Required work ▸
Every line in the data below from the one containing "Tracing subscriber setup." down to the one containing "is already installed.", both included, must be retyped exactly; no other line is to appear.
(Beginning of The records)
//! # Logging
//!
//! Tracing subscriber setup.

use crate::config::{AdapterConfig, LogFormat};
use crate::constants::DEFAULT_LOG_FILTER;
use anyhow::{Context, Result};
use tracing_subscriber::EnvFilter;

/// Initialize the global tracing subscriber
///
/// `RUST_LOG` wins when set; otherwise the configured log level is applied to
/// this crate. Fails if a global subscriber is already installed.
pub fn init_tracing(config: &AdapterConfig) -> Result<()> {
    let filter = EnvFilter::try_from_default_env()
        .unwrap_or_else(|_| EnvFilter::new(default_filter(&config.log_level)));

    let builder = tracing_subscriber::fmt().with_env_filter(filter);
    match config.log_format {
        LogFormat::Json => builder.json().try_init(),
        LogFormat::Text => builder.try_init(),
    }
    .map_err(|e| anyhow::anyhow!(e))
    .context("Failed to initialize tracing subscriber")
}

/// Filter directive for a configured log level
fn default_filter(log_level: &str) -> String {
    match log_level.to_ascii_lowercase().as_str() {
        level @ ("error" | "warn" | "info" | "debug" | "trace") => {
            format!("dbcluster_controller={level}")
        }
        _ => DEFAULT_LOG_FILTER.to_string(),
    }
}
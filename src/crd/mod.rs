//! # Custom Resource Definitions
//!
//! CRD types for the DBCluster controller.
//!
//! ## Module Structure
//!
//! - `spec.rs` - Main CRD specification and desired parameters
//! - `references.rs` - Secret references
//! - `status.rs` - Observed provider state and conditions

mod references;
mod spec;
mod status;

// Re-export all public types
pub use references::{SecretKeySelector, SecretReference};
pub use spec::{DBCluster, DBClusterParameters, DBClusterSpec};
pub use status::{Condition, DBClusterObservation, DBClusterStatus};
(End of The records)
(Beginning of The records)
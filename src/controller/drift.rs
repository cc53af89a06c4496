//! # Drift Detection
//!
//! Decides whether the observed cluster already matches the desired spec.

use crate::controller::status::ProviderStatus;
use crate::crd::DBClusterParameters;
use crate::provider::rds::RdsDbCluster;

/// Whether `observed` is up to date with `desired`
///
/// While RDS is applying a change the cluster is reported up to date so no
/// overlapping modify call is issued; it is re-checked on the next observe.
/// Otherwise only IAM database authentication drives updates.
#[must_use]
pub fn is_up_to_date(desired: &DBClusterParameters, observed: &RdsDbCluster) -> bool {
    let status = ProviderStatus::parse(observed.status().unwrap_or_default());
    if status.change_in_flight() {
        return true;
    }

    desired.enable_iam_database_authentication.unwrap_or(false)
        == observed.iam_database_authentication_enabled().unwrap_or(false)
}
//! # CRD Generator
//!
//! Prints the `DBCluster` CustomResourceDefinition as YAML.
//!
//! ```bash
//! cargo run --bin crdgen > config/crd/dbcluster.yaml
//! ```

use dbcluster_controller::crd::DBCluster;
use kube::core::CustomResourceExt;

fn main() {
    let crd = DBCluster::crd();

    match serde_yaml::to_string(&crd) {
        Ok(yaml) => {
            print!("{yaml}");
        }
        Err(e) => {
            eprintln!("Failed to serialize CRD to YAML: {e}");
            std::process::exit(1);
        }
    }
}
(End of The records)
Output ▸
//! Tracing subscriber setup.

use crate::config::{AdapterConfig, LogFormat};
use crate::constants::DEFAULT_LOG_FILTER;
use anyhow::{Context, Result};
use tracing_subscriber::EnvFilter;

/// Initialize the global tracing subscriber
///
/// `RUST_LOG` wins when set; otherwise the configured log level is applied to
/// this crate. Fails if a global subscriber is already installed.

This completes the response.